WORK TO COMPLETE: Each entry in the block below needs to be copied out exactly.
BEGIN
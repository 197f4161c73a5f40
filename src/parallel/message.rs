use serde::{Deserialize, Serialize};

use crate::board::{Grid, Player};

/// Process identifier inside the group.
pub type Rank = usize;

/// The coordinator always runs as rank 0.
pub const COORDINATOR: Rank = 0;

/// Unit of farmed work: a self-contained frontier position.
///
/// `moves` is the column path from the search root to the position and acts
/// as the task's identity - the matching [`TaskResult`] carries it back
/// verbatim so the coordinator can reintegrate results arriving in any order.
#[derive(Debug, Clone, Serialize, Deserialize)]
pub struct Task {
    /// Rank the task was assigned to, filled in at dispatch time.
    pub worker: Option<Rank>,
    /// Board state at the frontier position.
    pub state: Grid,
    pub moves: Vec<usize>,
    /// Side that just moved to reach the position.
    pub player: Player,
}

/// Aggregated outcome of the deep search below one frontier position.
#[derive(Debug, Clone, Serialize, Deserialize)]
pub struct TaskResult {
    pub score: i64,
    pub total: i64,
    pub winner: bool,
    pub loser: bool,
    /// Identity of the task this result answers.
    pub moves: Vec<usize>,
}

/// Logical message taxonomy of the group transport.
///
/// Anything that does not decode into one of these variants is a protocol
/// error and aborts the receiving context.
#[derive(Debug, Clone, Serialize, Deserialize)]
#[serde(deny_unknown_fields)]
pub enum Message {
    /// Worker to coordinator: the sender is idle and wants a task.
    Request(Rank),
    /// Coordinator to worker: search this position.
    Task(Task),
    /// Worker to coordinator: finished a task.
    Result(TaskResult),
    /// Coordinator to everyone, itself included: shut down.
    Done,
}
END
RESPONSE AREA:
repository 197f4161c73a5f40
filename src/parallel/message.rs
use serde::{Deserialize, Serialize};

use crate::board::{Grid, Player};

/// Process identifier inside the group.
pub type Rank = usize;

/// The coordinator always runs as rank 0.
pub const COORDINATOR: Rank = 0;

/// Unit of farmed work: a self-contained frontier position.
///
/// `moves` is the column path from the search root to the position and acts
/// as the task's identity - the matching [`TaskResult`] carries it back
/// verbatim so the coordinator can reintegrate results arriving in any order.
#[derive(Debug, Clone, Serialize, Deserialize)]
pub struct Task {
    /// Rank the task was assigned to, filled in at dispatch time.
    pub worker: Option<Rank>,
    /// Board state at the frontier position.
    pub state: Grid,
    pub moves: Vec<usize>,
    /// Side that just moved to reach the position.
    pub player: Player,
}

/// Aggregated outcome of the deep search below one frontier position.
#[derive(Debug, Clone, Serialize, Deserialize)]
pub struct TaskResult {
    pub score: i64,
    pub total: i64,
    pub winner: bool,
    pub loser: bool,
    /// Identity of the task this result answers.
    pub moves: Vec<usize>,
}

/// Logical message taxonomy of the group transport.
///
/// Anything that does not decode into one of these variants is a protocol
/// error and aborts the receiving context.
#[derive(Debug, Clone, Serialize, Deserialize)]
#[serde(deny_unknown_fields)]
pub enum Message {
    /// Worker to coordinator: the sender is idle and wants a task.
    Request(Rank),
    /// Coordinator to worker: search this position.
    Task(Task),
    /// Worker to coordinator: finished a task.
    Result(TaskResult),
    /// Coordinator to everyone, itself included: shut down.
    Done,
}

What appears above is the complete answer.